The Family Travel Association has assembled a remarkable family-travel brain trust to guide our development – advisors on our board and other councillors, members and partners with many years of travel thought-leadership. Over the coming weeks and months, we will share a bounty of wisdom from their decades of advocacy for and hands-on practice in family travel.
Following our inaugural piece by Keith Bellows, Emeritus Editor-in-Chief of National Geographic Travel, this week the spotlight turns to Kyle McCarthy, Member of the FTA Board and Editor of Family Travel Forum, as she examines the parenting of everything.

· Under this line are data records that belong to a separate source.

//! Index specifications
//!
//! An [`IndexSpec`] is an ordered list of `(field, direction)` pairs. Its
//! name is derived from the pairs in the order given, joined with
//! underscores: `[(first_name, 1), (last_name, -1)]` is named
//! `first_name_1_last_name_-1`. Two specs with the same pairs in the same
//! order are the same index.

use crate::query::SortDirection;
use serde::{Deserialize, Serialize};

/// Ordered key specification of an index
#[derive(Debug, Clone, PartialEq, Eq, Hash, Serialize, Deserialize)]
pub struct IndexSpec {
    keys: Vec<(String, SortDirection)>,
}

impl IndexSpec {
    /// Ascending index on one field
    pub fn single(field: impl Into<String>) -> Self {
        Self {
            keys: vec![(field.into(), SortDirection::Ascending)],
        }
    }

    /// Compound index over the given pairs, in order
    pub fn compound<I, S>(keys: I) -> Self
    where
        I: IntoIterator<Item = (S, SortDirection)>,
        S: Into<String>,
    {
        Self {
            keys: keys.into_iter().map(|(f, d)| (f.into(), d)).collect(),
        }
    }

    /// Index name: underscore-joined `field_direction` pairs
    pub fn name(&self) -> String {
        self.keys
            .iter()
            .map(|(field, dir)| format!("{}_{}", field, dir.as_i32()))
            .collect::<Vec<_>>()
            .join("_")
    }

    /// The `(field, direction)` pairs in order
    pub fn keys(&self) -> &[(String, SortDirection)] {
        &self.keys
    }

    /// Field names in order
    pub fn fields(&self) -> impl Iterator<Item = &str> {
        self.keys.iter().map(|(f, _)| f.as_str())
    }

    /// Check whether the spec contains this exact pair
    pub fn contains(&self, field: &str, direction: SortDirection) -> bool {
        self.keys.iter().any(|(f, d)| f == field && *d == direction)
    }

    /// Check if the spec has no keys
    pub fn is_empty(&self) -> bool {
        self.keys.is_empty()
    }
}

impl From<&str> for IndexSpec {
    fn from(field: &str) -> Self {
        IndexSpec::single(field)
    }
}

impl From<String> for IndexSpec {
    fn from(field: String) -> Self {
        IndexSpec::single(field)
    }
}

/// Options forwarded verbatim to the driver's `ensure_index`
#[derive(Debug, Clone, Default, PartialEq, Eq, Serialize, Deserialize)]
pub struct IndexOptions {
    /// Reject documents that duplicate the indexed values
    #[serde(default)]
    pub unique: bool,
}

impl IndexOptions {
    /// Options for a unique index
    pub fn unique() -> Self {
        Self { unique: true }
    }
}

Forty-four per cent of American households camp regularly was the statistic that may have startled me most at a recent presentation of “Outdoor Hospitality Trends” by Kampgrounds of America (KOA).

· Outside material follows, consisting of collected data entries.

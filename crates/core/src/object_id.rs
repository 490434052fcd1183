//! 12-byte document identifiers
//!
//! An `ObjectId` is the primary key assigned to a document on first insert.
//! Layout (big-endian):
//!
//! | bytes | content |
//! |-------|---------|
//! | 0..4  | seconds since Unix epoch |
//! | 4..9  | per-process random value |
//! | 9..12 | incrementing counter (starts at a random value) |
//!
//! The textual form is always 24 lowercase hex characters. Ids generated by
//! one process sort in creation order.

use crate::error::{Error, Result};
use crate::timestamp::Timestamp;
use crate::value::Value;
use once_cell::sync::Lazy;
use serde::{Deserialize, Deserializer, Serialize, Serializer};
use std::fmt;
use std::str::FromStr;
use std::sync::atomic::{AtomicU32, Ordering};
use uuid::Uuid;

/// Length of the textual (hex) form of an id
pub const HEX_LEN: usize = 24;

const COUNTER_MASK: u32 = 0x00FF_FFFF;

static PROCESS_SEED: Lazy<[u8; 16]> = Lazy::new(|| Uuid::new_v4().into_bytes());

static COUNTER: Lazy<AtomicU32> = Lazy::new(|| {
    let seed = *PROCESS_SEED;
    AtomicU32::new(u32::from_be_bytes([0, seed[5], seed[6], seed[7]]))
});

/// Unique 12-byte identifier rendered as 24 hex characters
#[derive(Clone, Copy, PartialEq, Eq, Hash, PartialOrd, Ord)]
pub struct ObjectId([u8; 12]);

impl ObjectId {
    /// Generate a fresh id
    pub fn new() -> Self {
        let secs = Timestamp::now().as_secs() as u32;
        let count = COUNTER.fetch_add(1, Ordering::SeqCst) & COUNTER_MASK;
        let seed = *PROCESS_SEED;

        let mut bytes = [0u8; 12];
        bytes[0..4].copy_from_slice(&secs.to_be_bytes());
        bytes[4..9].copy_from_slice(&seed[0..5]);
        bytes[9..12].copy_from_slice(&count.to_be_bytes()[1..4]);
        ObjectId(bytes)
    }

    /// Create an id from raw bytes
    pub const fn from_bytes(bytes: [u8; 12]) -> Self {
        ObjectId(bytes)
    }

    /// Get the raw bytes of this id
    pub const fn bytes(&self) -> [u8; 12] {
        self.0
    }

    /// Parse the 24-hex-character textual form
    ///
    /// # Errors
    ///
    /// Returns `Error::IllegalId` for anything that is not exactly 24 hex
    /// characters.
    pub fn parse(s: &str) -> Result<Self> {
        if s.len() != HEX_LEN {
            return Err(Error::IllegalId(format!(
                "expected {} hex characters, got {:?}",
                HEX_LEN, s
            )));
        }
        let mut bytes = [0u8; 12];
        hex::decode_to_slice(s, &mut bytes)
            .map_err(|e| Error::IllegalId(format!("{:?}: {}", s, e)))?;
        Ok(ObjectId(bytes))
    }

    /// Check whether a string is a structurally valid id
    pub fn is_valid(s: &str) -> bool {
        s.len() == HEX_LEN && s.bytes().all(|b| b.is_ascii_hexdigit())
    }

    /// Render as 24 lowercase hex characters
    pub fn to_hex(&self) -> String {
        hex::encode(self.0)
    }

    /// Creation time encoded in the id (second precision)
    pub fn timestamp(&self) -> Timestamp {
        let secs = u32::from_be_bytes([self.0[0], self.0[1], self.0[2], self.0[3]]);
        Timestamp::from_secs(u64::from(secs))
    }
}

impl Default for ObjectId {
    fn default() -> Self {
        Self::new()
    }
}

impl fmt::Display for ObjectId {
    fn fmt(&self, f: &mut fmt::Formatter<'_>) -> fmt::Result {
        f.write_str(&self.to_hex())
    }
}

impl fmt::Debug for ObjectId {
    fn fmt(&self, f: &mut fmt::Formatter<'_>) -> fmt::Result {
        write!(f, "ObjectId({})", self.to_hex())
    }
}

impl FromStr for ObjectId {
    type Err = Error;

    fn from_str(s: &str) -> Result<Self> {
        ObjectId::parse(s)
    }
}

impl TryFrom<&Value> for ObjectId {
    type Error = Error;

    /// Accepts `Value::ObjectId` or a 24-hex `Value::String`
    fn try_from(value: &Value) -> Result<Self> {
        match value {
            Value::ObjectId(id) => Ok(*id),
            Value::String(s) => ObjectId::parse(s),
            other => Err(Error::IllegalId(format!(
                "{} is not an id ({})",
                other,
                other.type_name()
            ))),
        }
    }
}

impl TryFrom<Value> for ObjectId {
    type Error = Error;

    fn try_from(value: Value) -> Result<Self> {
        ObjectId::try_from(&value)
    }
}

impl Serialize for ObjectId {
    fn serialize<S: Serializer>(&self, serializer: S) -> std::result::Result<S::Ok, S::Error> {
        serializer.serialize_str(&self.to_hex())
    }
}

impl<'de> Deserialize<'de> for ObjectId {
    fn deserialize<D: Deserializer<'de>>(deserializer: D) -> std::result::Result<Self, D::Error> {
        let s = String::deserialize(deserializer)?;
        ObjectId::parse(&s).map_err(serde::de::Error::custom)
    }
}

As camping has always been associated with my greatest travel adventures, sense memories swirled through my head. I could feel the pressure on my finger as I nervously traced a tent shape in the sand for the Syrian goatherd who found me hiking one morning and wondered where I had come from. A nomad, he too had traced a triangle for his home. We laughed trying to pronounce each other’s names and had tea by his campfire.
My new husband and I had hiked hut-to-hut in the Presidential Range of New Hampshire, getting to know each other’s footfalls and pace. I could hear our son giggling in his backpack at the elk we saw from the trail at Point Reyes National Seashore in California, feel his squirming butt in between our zipped-together sleeping bags as he tried to settle in for the night.
Life in the outdoors, like the travel it takes to get there, is work. We learn to do more with less, conserve our resources, be flexible in our expectations, be grateful for whatever “home” we return to. We parent nature, protecting what we love and giving back to nourish it.
Family travel, like being in the outdoors, awakens every sense, introduces new ideas, teaches right from wrong, broadens the mind and heart to welcome all fellow beings. Travel is the empathy of everything and the understanding of – maybe not everything – but the recognition of how important understanding is to a family life.
And with that, I reminded myself how hard it was to get our son outdoors, away from a screen, as he grew older. How parenting became diplomacy, leading the way for a million personalities wrapped in a small frame; how we learn to accept aspects of everything that surprises us in our children. The outdoors is more constant; it never fails to embrace us whenever we embrace it.
KOA’s survey found that 55 per cent of today’s campers are multigenerational groups. Just as camping has grown to include multi-million-dollar RVs side by side with Gortex tents and sleeping in minivans, play in the outdoors has become precious, whether it’s at the local playground or in the Himalayas.
Will our son be a glamper – someone who books the fully stocked cabin with ensuite bathroom and laughs at the muddy young children peering out of tents? Only time will tell.
Being outdoors and travel ignite curiosity, change us, help us grow. On each trip, a new version of our offspring emerges, one we get to know better and appreciate more, a fellow traveler with his own insights and role in helping make the world a better place.
That is the magic of family travel; it is the parenting of everything, one and the same journey in life.